The ongoing spectacle is unseemly, undignified and -- aw, who am I kidding? I'm loving it.
Loving it with my thumb poised over the mute button, maybe, but I've found these ads to be way more entertaining than most reality shows.
That is how we have to view these commercials, don't we? The rules certainly correspond with a reality show's: Each player is in it only for the money. The usual dictates of society don't apply. The goal is the swift and final destruction of your opponent. And it's becoming impossible to channel surf without stumbling upon one.
The main difference so far has been that the settings of the ads haven't been nearly as exotic as those on "Survivor,'' "The Amazing Race'' or even "Jersey Shore.'' (At least that's my assumption. I confess I've never actually watched an episode of any reality show all the way through, at least not since the resignation speech episode from that '70s reality show, "The Nixon Administration.'')

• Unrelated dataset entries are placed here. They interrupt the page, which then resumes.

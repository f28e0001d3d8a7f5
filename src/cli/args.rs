//! CLI argument definitions.
//!
//! This module defines all CLI arguments using clap's derive macros.
//! The main entry point is the [`Cli`] struct.

use clap::{Parser, Subcommand};
use serde_json::Value;
use std::path::PathBuf;

/// grcflow - Multi-agent workflow orchestration for GRC documents.
#[derive(Debug, Parser)]
#[command(name = "grcflow")]
#[command(author, version, about, long_about = None)]
#[command(propagate_version = true)]
pub struct Cli {
    /// Show full step outputs
    #[arg(short, long, global = true)]
    pub verbose: bool,

    /// Minimal output
    #[arg(short, long, global = true)]
    pub quiet: bool,

    /// Disable colored output
    #[arg(long, global = true)]
    pub no_color: bool,

    /// Enable debug logging
    #[arg(long, global = true)]
    pub debug: bool,

    #[command(subcommand)]
    pub command: Commands,
}

/// Available subcommands.
#[derive(Debug, Subcommand)]
pub enum Commands {
    /// Print the steps of a workflow in execution order
    Show(ShowArgs),

    /// Check a workflow file for errors
    Validate(ValidateArgs),

    /// Run a workflow with an echo generator instead of a model
    DryRun(DryRunArgs),
}

/// Arguments for the `show` command.
#[derive(Debug, Clone, clap::Args)]
pub struct ShowArgs {
    /// Workflow file
    pub file: PathBuf,
}

/// Arguments for the `validate` command.
#[derive(Debug, Clone, clap::Args)]
pub struct ValidateArgs {
    /// Workflow file
    pub file: PathBuf,
}

/// Arguments for the `dry-run` command.
#[derive(Debug, Clone, clap::Args)]
pub struct DryRunArgs {
    /// Workflow file
    pub file: PathBuf,

    /// Set a context variable (repeatable)
    #[arg(long = "set", value_name = "KEY=VALUE", value_parser = parse_key_value)]
    pub set: Vec<(String, Value)>,

    /// Override settings.max_retries
    #[arg(long, value_name = "N")]
    pub max_retries: Option<u32>,

    /// Print the run as JSON
    #[arg(long)]
    pub json: bool,
}

/// Parse `KEY=VALUE`.
///
/// The value is read as a JSON scalar (number, boolean, null, quoted
/// string) when it parses as one, and as a plain string otherwise.
pub fn parse_key_value(s: &str) -> Result<(String, Value), String> {
    let (key, raw) = s
        .split_once('=')
        .ok_or_else(|| format!("expected KEY=VALUE, got '{}'", s))?;

    let key = key.trim();
    if key.is_empty() {
        return Err(format!("missing key in '{}'", s));
    }

    let value = match serde_json::from_str::<Value>(raw) {
        Ok(v) if !v.is_array() && !v.is_object() => v,
        _ => Value::String(raw.to_string()),
    };

    Ok((key.to_string(), value))
}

The setting of choice, for both health care provider and health care insurer, has been the diner. Somebody must have done a study showing that Americans believe a diner is a place where only truths are told. "He can't lie,'' our subconscious tells us. "I see home fries.''
In UPMC's commercial, a couple of guys are at the counter doing what guys in diners always do: talk hospital-insurer contracting. They don't like the way Highmark is steering customers to that ol' West Penn Allegheny Health System.
(Chris Potter wrote a funny column on his City Paper Blogh -- "the 'h' is silent'' -- laying out the evidence that this ad was actually filmed in Tommy's Diner in Columbus, Ohio. One can only imagine how betrayed they must feel in Ritter's, its breakfast special just a short gurney ride from UPMC Shadyside.)
Then there are the even more strident Highmark spots. In one, three counter codgers are in full agreement that what UPMC is doing is wrong, that it should sign a contract allowing Highmark insurance customers full access to its hospitals. One guy even throws out the M word: "monopoly.''
Then comes the line that lets us know this was staged. Guy says, "But I thought UPMC was a charitable organization,'' and not a single patron laughs.
There's another one I like with a father, his adult daughter and her clumsy son spilling apple juice, with her wiping it up and saying of UPMC, "It's just a bunch of a suits in a boardroom who don't even know us, picking winners and losers.'' Killer line that, Mom. That is the frustration for a lot of us as these two high-powered corporations fail repeatedly to find a civic way to divvy up the surefire profits that come from us Western Pennsylvanians being so reliably sick and injured.
There's an old line, attributed to everyone from George Burns to Daniel Schorr, that goes, "Sincerity is the most important thing. If you can fake that, you've got it made.'' That's being put to the test here, and I confess part of me misses the gentler tone of these organizations' old commercials. Soft piano and violin music would play as we heard from moist-eyed UPMC workers, so earnest and sincere they made Ned Flanders look like Tony Soprano.
But my darker side longs for and expects to see even edgier commercials soon. I recently Googled "best professional wrestling ads,'' and I'd be surprised if the media mavens at Highmark and UPMC haven't done the same. I can easily envision Kurt Angle taking on his most demanding role since the Pizza Outlet customer as he goes to the mat screaming that he has a sacred right to use his favorite hospital whenever a chair is smashed on his head.
The stakes here are huge -- life and death, one could easily argue -- and each player in this fight has access to millions of dollars. UPMC filed a false advertising suit against Highmark last week, so we know that admen and lawyers, at least, are doing well by our regional health care system.
The rest of us can only wait for the next episode.